Même en tant que bon Suzuki mineur, Million dollars boys contient l'essentiel d'un cinéma divertissant à défaut d'être très souvent abouti. Pour le cinéaste c'est aussi l'occasion de louer à nouveau les services d'un de ses acteurs fétiches, le jeune et amusant Wada Koji que l'on découvrait chez Suzuki dans Guerre de voyous un an plus tôt. Ici il campe le rôle d'un jeune paumé (Kinji) dont le projet est de devenir boxeur professionnel tandis que son meilleur ami rejoint les rangs d'un groupe de yakuza. Leur destinée les mènera tout deux à l'argent et à son pouvoir hypnotique bien que leurs activités soient à l'opposé.
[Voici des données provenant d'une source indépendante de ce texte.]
/// Pulls the offending field name out of a `deny_unknown_fields`
/// rejection, which serde_json phrases as ``unknown field `NAME`,
/// expected ...``.
fn unknown_field_name(diagnostic: &str) -> Option<String> {
    let (_, tail) = diagnostic.split_once("unknown field `")?;
    let (field, _) = tail.split_once('`')?;
    Some(field.to_string())
}

/// Caps a decode diagnostic at `limit` bytes, cutting on a char
/// boundary.
fn truncate_diagnostic(diagnostic: &str, limit: usize) -> String {
    if diagnostic.len() <= limit {
        return diagnostic.to_string();
    }
    let mut cut = limit;
    while !diagnostic.is_char_boundary(cut) {
        cut -= 1;
    }
    format!("{}...", &diagnostic[..cut])
}
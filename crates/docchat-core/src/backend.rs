//! Seams between the chat driver and the services it talks to.

use std::pin::Pin;

use anyhow::Result;
use async_trait::async_trait;
use bytes::Bytes;
use futures_util::Stream;

use crate::state::{ChatMessage, ChatRole};

/// Raw response body of a streamed query, in transport-sized buffers.
pub type ByteStream = Pin<Box<dyn Stream<Item = Result<Bytes>> + Send>>;

/// Something that answers a question with a newline-delimited JSON stream.
#[async_trait]
pub trait QueryBackend: Send + Sync {
    /// Open the stream. Fails on network errors and non-success statuses.
    async fn open_stream(&self, query: &str) -> Result<ByteStream>;
}

/// Persistent conversation history owned by the backend.
#[async_trait]
pub trait HistoryStore: Send + Sync {
    async fn fetch_all(&self) -> Result<Vec<ChatMessage>>;
    async fn append(&self, role: ChatRole, content: &str) -> Result<()>;
    async fn clear_all(&self) -> Result<()>;
}

/// History store for conversations that are never persisted (ad-hoc PDF chat).
#[derive(Debug, Clone, Copy, Default)]
pub struct NoHistory;

#[async_trait]
impl HistoryStore for NoHistory {
    async fn fetch_all(&self) -> Result<Vec<ChatMessage>> {
        Ok(Vec::new())
    }

    async fn append(&self, _role: ChatRole, _content: &str) -> Result<()> {
        Ok(())
    }

    async fn clear_all(&self) -> Result<()> {
        Ok(())
    }
}
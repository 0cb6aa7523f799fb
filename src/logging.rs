use std::fs::{self, OpenOptions};
use std::path::PathBuf;
use std::sync::Mutex;

use anyhow::Result;
use tracing_subscriber::EnvFilter;

/// Filter from `DOCCHAT_LOG`, or `default` when unset or invalid.
fn env_filter(default: &str) -> EnvFilter {
    match EnvFilter::try_from_env("DOCCHAT_LOG") {
        Ok(filter) => filter,
        Err(_) => EnvFilter::new(default),
    }
}

/// Log to stderr, for one-shot CLI commands.
pub fn init_stderr() {
    tracing_subscriber::fmt()
        .with_env_filter(env_filter("warn"))
        .with_writer(std::io::stderr)
        .with_target(false)
        .init();
}

/// Log to a file, for the terminal UI which owns the screen.
pub fn init_file() -> Result<PathBuf> {
    let dir = dirs::data_local_dir()
        .unwrap_or_else(std::env::temp_dir)
        .join("docchat");
    fs::create_dir_all(&dir)?;

    let path = dir.join("docchat.log");
    let file = OpenOptions::new().create(true).append(true).open(&path)?;

    tracing_subscriber::fmt()
        .with_env_filter(env_filter("info"))
        .with_writer(Mutex::new(file))
        .with_ansi(false)
        .init();

    Ok(path)
}
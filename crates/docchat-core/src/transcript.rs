//! Ordered conversation transcript with a single in-progress assistant entry.

use anyhow::{anyhow, Result};

use crate::state::{ChatMessage, ChatRole};

/// Chronological list of messages for one conversation view.
///
/// At most one assistant message is in progress, and it is always the last
/// element. The cursor is an index into `messages`, never a reference.
#[derive(Debug, Clone, Default)]
pub struct Transcript {
    messages: Vec<ChatMessage>,
    in_progress: Option<usize>,
}

impl Transcript {
    pub fn new() -> Self {
        Self::default()
    }

    /// Seed from previously persisted history.
    pub fn from_history(messages: Vec<ChatMessage>) -> Self {
        Self {
            messages,
            in_progress: None,
        }
    }

    /// Append a finished message at the tail.
    ///
    /// Appending behind an in-progress entry would break the tail invariant,
    /// so the in-progress entry is finalized first.
    pub fn push(&mut self, message: ChatMessage) {
        self.finish();
        self.messages.push(message);
    }

    /// Append an empty assistant placeholder and mark it in progress.
    pub fn begin_assistant(&mut self) -> Result<usize> {
        if self.in_progress.is_some() {
            return Err(anyhow!("An assistant message is already in progress"));
        }
        self.messages.push(ChatMessage::assistant(""));
        let idx = self.messages.len() - 1;
        self.in_progress = Some(idx);
        Ok(idx)
    }

    /// Overwrite the content of the in-progress tail entry.
    ///
    /// Returns `false` without touching anything when there is no tail or the
    /// tail is not in progress.
    pub fn replace_last_content(&mut self, content: &str) -> bool {
        match self.in_progress {
            Some(idx) if idx + 1 == self.messages.len() => {
                let tail = &mut self.messages[idx];
                debug_assert_eq!(tail.role, ChatRole::Assistant);
                tail.content.clear();
                tail.content.push_str(content);
                true
            }
            _ => false,
        }
    }

    /// Freeze the in-progress entry, if any.
    pub fn finish(&mut self) {
        self.in_progress = None;
    }

    pub fn is_in_progress(&self) -> bool {
        self.in_progress.is_some()
    }

    pub fn messages(&self) -> &[ChatMessage] {
        &self.messages
    }

    pub fn last(&self) -> Option<&ChatMessage> {
        self.messages.last()
    }

    /// Read-only copy for rendering
    pub fn snapshot(&self) -> Vec<ChatMessage> {
        self.messages.clone()
    }

    pub fn len(&self) -> usize {
        self.messages.len()
    }

    pub fn is_empty(&self) -> bool {
        self.messages.is_empty()
    }

    /// Drop every message. Only "new conversation" calls this.
    pub(crate) fn clear(&mut self) {
        self.messages.clear();
        self.in_progress = None;
    }
}

#[cfg(test)]
mod tests {
    use super::*;

    #[test]
    fn test_replace_requires_in_progress_tail() {
        let mut transcript = Transcript::new();
        assert!(!transcript.replace_last_content("x"));

        transcript.push(ChatMessage::user("hi"));
        assert!(!transcript.replace_last_content("x"));
        assert_eq!(transcript.last().unwrap().content, "hi");

        transcript.begin_assistant().unwrap();
        assert!(transcript.replace_last_content("partial"));
        assert_eq!(transcript.last().unwrap(), &ChatMessage::assistant("partial"));

        transcript.finish();
        assert!(!transcript.replace_last_content("late"));
        assert_eq!(transcript.last().unwrap().content, "partial");
    }

    #[test]
    fn test_only_one_in_progress() {
        let mut transcript = Transcript::new();
        assert_eq!(transcript.begin_assistant().unwrap(), 0);
        assert!(transcript.begin_assistant().is_err());
        assert_eq!(transcript.len(), 1);
    }

    #[test]
    fn test_push_finalizes_in_progress() {
        let mut transcript = Transcript::new();
        transcript.begin_assistant().unwrap();
        transcript.push(ChatMessage::user("next"));
        assert!(!transcript.is_in_progress());
        assert!(!transcript.replace_last_content("x"));
        assert_eq!(transcript.messages()[0].content, "");
    }

    #[test]
    fn test_duplicates_and_order_preserved() {
        let mut transcript = Transcript::from_history(vec![
            ChatMessage::user("same"),
            ChatMessage::assistant("a"),
        ]);
        transcript.push(ChatMessage::user("same"));
        let snapshot = transcript.snapshot();
        assert_eq!(snapshot.len(), 3);
        assert_eq!(snapshot[0], snapshot[2]);
    }
}
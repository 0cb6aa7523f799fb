use ratatui::layout::Rect;
use ratatui::widgets::ListState;
use tokio::sync::mpsc::UnboundedSender;
use tokio::task::JoinHandle;
use tracing::error;

use docchat_core::{ChatMessage, ChatSession, Source, TranscriptView, TurnOutcome, UserInfo};

use crate::tui::AppEvent;

#[derive(Debug, Clone, Copy, PartialEq, Eq)]
pub enum InputMode {
    Normal,
    Editing,
}

#[derive(Debug, Clone, Copy, PartialEq, Eq)]
pub enum FocusPane {
    Chat,
    Sources,
}

/// Which conversation the screen is showing
#[derive(Debug, Clone)]
pub enum ChatKind {
    /// Shared knowledge base, history kept by the backend
    KnowledgeBase { user: UserInfo },
    /// Anonymous chat over one uploaded PDF
    Pdf { filename: String },
}

pub struct App {
    // Core state
    pub should_quit: bool,
    pub input_mode: InputMode,
    pub focus: FocusPane,
    pub kind: ChatKind,

    // Conversation. The session is moved into the turn task while a reply
    // streams and handed back when it settles.
    pub session: Option<ChatSession>,
    pub turn_task: Option<JoinHandle<(ChatSession, TurnOutcome)>>,
    pub events: UnboundedSender<AppEvent>,

    // Rendered copy of the transcript
    pub messages: Vec<ChatMessage>,
    pub loading: bool,
    pub sources: Vec<Source>,
    pub sources_state: ListState,

    // Input box
    pub input: String,
    pub cursor: usize, // cursor position in input, in chars

    // Chat scrolling
    pub chat_scroll: u16,
    pub chat_height: u16, // Height of chat area for scroll calculations
    pub chat_width: u16,  // Width of chat area for wrap calculations

    // Animation state
    pub animation_frame: u8, // 0-2 for ellipsis animation

    pub confirm_new_chat: bool,
    pub status: Option<String>,

    // Panel areas for mouse hit-testing (updated during render)
    pub chat_area: Option<Rect>,
    pub sources_area: Option<Rect>,
}

impl App {
    pub fn new(kind: ChatKind, session: ChatSession, events: UnboundedSender<AppEvent>) -> Self {
        let view = session.view();

        let mut app = Self {
            should_quit: false,
            input_mode: InputMode::Editing,
            focus: FocusPane::Chat,
            kind,

            session: Some(session),
            turn_task: None,
            events,

            messages: view.messages,
            loading: view.loading,
            sources: Vec::new(),
            sources_state: ListState::default(),

            input: String::new(),
            cursor: 0,

            chat_scroll: 0,
            chat_height: 0,
            chat_width: 0,

            animation_frame: 0,

            confirm_new_chat: false,
            status: None,

            chat_area: None,
            sources_area: None,
        };
        app.scroll_chat_to_bottom();
        app
    }

    pub fn is_busy(&self) -> bool {
        self.loading || self.turn_task.is_some() || self.session.is_none()
    }

    /// Send the input box contents as a new turn.
    pub fn submit_input(&mut self) {
        if self.is_busy() || self.input.trim().is_empty() {
            return;
        }
        let Some(mut session) = self.session.take() else {
            return;
        };

        let query = std::mem::take(&mut self.input);
        self.cursor = 0;
        self.loading = true;
        self.status = None;

        let tx = self.events.clone();
        self.turn_task = Some(tokio::spawn(async move {
            let view_tx = tx.clone();
            let outcome = session
                .submit(&query, move |view| {
                    // The UI may already be gone
                    let _ = view_tx.send(AppEvent::Transcript(view));
                })
                .await;
            let _ = tx.send(AppEvent::TurnFinished);
            (session, outcome)
        }));
    }

    pub fn apply_view(&mut self, view: TranscriptView) {
        self.messages = view.messages;
        self.loading = view.loading;
        self.scroll_chat_to_bottom();
    }

    /// Take the session back from the finished turn task.
    pub async fn finish_turn(&mut self) {
        let Some(task) = self.turn_task.take() else {
            return;
        };

        match task.await {
            Ok((session, outcome)) => {
                self.apply_view(session.view());
                match outcome {
                    TurnOutcome::Completed(report) => {
                        self.sources = report.sources.unwrap_or_default();
                        self.sources_state.select(if self.sources.is_empty() { None } else { Some(0) });
                    }
                    TurnOutcome::Failed { error } => {
                        self.sources.clear();
                        self.status = Some(format!("Query failed: {}", error));
                    }
                    TurnOutcome::Rejected | TurnOutcome::Busy => {}
                }
                self.session = Some(session);
            }
            Err(e) => {
                error!(error = %e, "Chat task ended abnormally");
                self.status = Some("Chat stopped unexpectedly. Restart docchat to continue.".to_string());
            }
        }
        self.loading = false;
    }

    /// Ask for confirmation before wiping the conversation.
    pub fn request_new_chat(&mut self) {
        if !self.is_busy() {
            self.confirm_new_chat = true;
        }
    }

    pub async fn start_new_chat(&mut self) {
        self.confirm_new_chat = false;
        let Some(session) = self.session.as_mut() else {
            return;
        };

        match session.new_conversation().await {
            Ok(()) => {
                let view = session.view();
                self.apply_view(view);
                self.sources.clear();
                self.sources_state.select(None);
                self.chat_scroll = 0;
                self.status = Some("Started a new conversation".to_string());
            }
            Err(e) => {
                self.status = Some(format!("Could not clear history: {}", e));
            }
        }
    }

    pub fn toggle_focus(&mut self) {
        self.focus = match self.focus {
            FocusPane::Chat if !self.sources.is_empty() => FocusPane::Sources,
            _ => FocusPane::Chat,
        };
    }

    /// Tick animation frame (called by Tick event)
    pub fn tick_animation(&mut self) {
        if self.loading {
            self.animation_frame = (self.animation_frame + 1) % 3;
        }
    }

    pub fn scroll_up(&mut self, lines: u16) {
        self.chat_scroll = self.chat_scroll.saturating_sub(lines);
    }

    pub fn scroll_down(&mut self, lines: u16) {
        self.chat_scroll = self.chat_scroll.saturating_add(lines).min(self.max_chat_scroll());
    }

    pub fn sources_down(&mut self) {
        let len = self.sources.len();
        if len > 0 {
            let i = self.sources_state.selected().unwrap_or(0);
            self.sources_state.select(Some((i + 1).min(len - 1)));
        }
    }

    pub fn sources_up(&mut self) {
        if !self.sources.is_empty() {
            let i = self.sources_state.selected().unwrap_or(0);
            self.sources_state.select(Some(i.saturating_sub(1)));
        }
    }

    /// Number of wrapped lines the chat pane needs.
    fn chat_line_count(&self) -> u16 {
        // Use actual chat width for wrap calculation, default to 50 if not set
        let wrap_width = if self.chat_width > 0 {
            self.chat_width as usize
        } else {
            50
        };

        let mut total_lines: u16 = 0;
        for msg in &self.messages {
            total_lines = total_lines.saturating_add(1); // Role line ("You:" or "AI:")
            let content = if msg.content.is_empty() { " " } else { msg.content.as_str() };
            for line in content.lines() {
                // Use character count, not byte length, for proper UTF-8 handling
                let char_count = line.chars().count();
                total_lines = total_lines.saturating_add((char_count / wrap_width + 1) as u16);
            }
            total_lines = total_lines.saturating_add(1); // Blank line after message
        }
        total_lines
    }

    fn max_chat_scroll(&self) -> u16 {
        let visible_height = if self.chat_height > 0 { self.chat_height } else { 20 };
        self.chat_line_count().saturating_sub(visible_height)
    }

    /// Scroll chat to bottom so the newest text is visible
    pub fn scroll_chat_to_bottom(&mut self) {
        self.chat_scroll = self.max_chat_scroll();
    }

    pub fn title(&self) -> String {
        match &self.kind {
            ChatKind::KnowledgeBase { user } => {
                format!(" docchat: {} ({}) ", user.email, user.role.as_str())
            }
            ChatKind::Pdf { filename } => format!(" Chatting with: {} ", filename),
        }
    }

    pub fn welcome(&self) -> &'static str {
        match self.kind {
            ChatKind::KnowledgeBase { .. } => "Welcome! Ask me anything about the company documents.",
            ChatKind::Pdf { .. } => "Ask a question about the document...",
        }
    }
}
Tandis que Kinji colle des affiches publicitaires ventant les mérites d'un tournois de boxe, son ami le dissuade de perdre son temps avec ce "sous métier" et fait tout en son pouvoir pour l'engrainer comme il se doit. Mais c'est sans compter toute l'abnégation du jeune homme, bien décidé à faire parler les gants malgré son amateurisme. A Suzuki alors de proposer un récit très classique, à savoir les efforts d'un jeune homme bien décidé de laisser son ancienne vie de côté et de monter sur le podium de meilleur boxeur national. La parenté de l'oeuvre avec Kids Return de Kitano est donc évidente, puisque ce dernier empruntera la trame de départ de Suzuki (à savoir deux amis qui choisissent deux camps différents, l'un la boxe, l'autre la mafia). L'hommage de Tsukamoto pour son Tokyo Fist est aussi très probable, puisque Kinji vente les mérites de son "gauche", telle une arme meurtrière.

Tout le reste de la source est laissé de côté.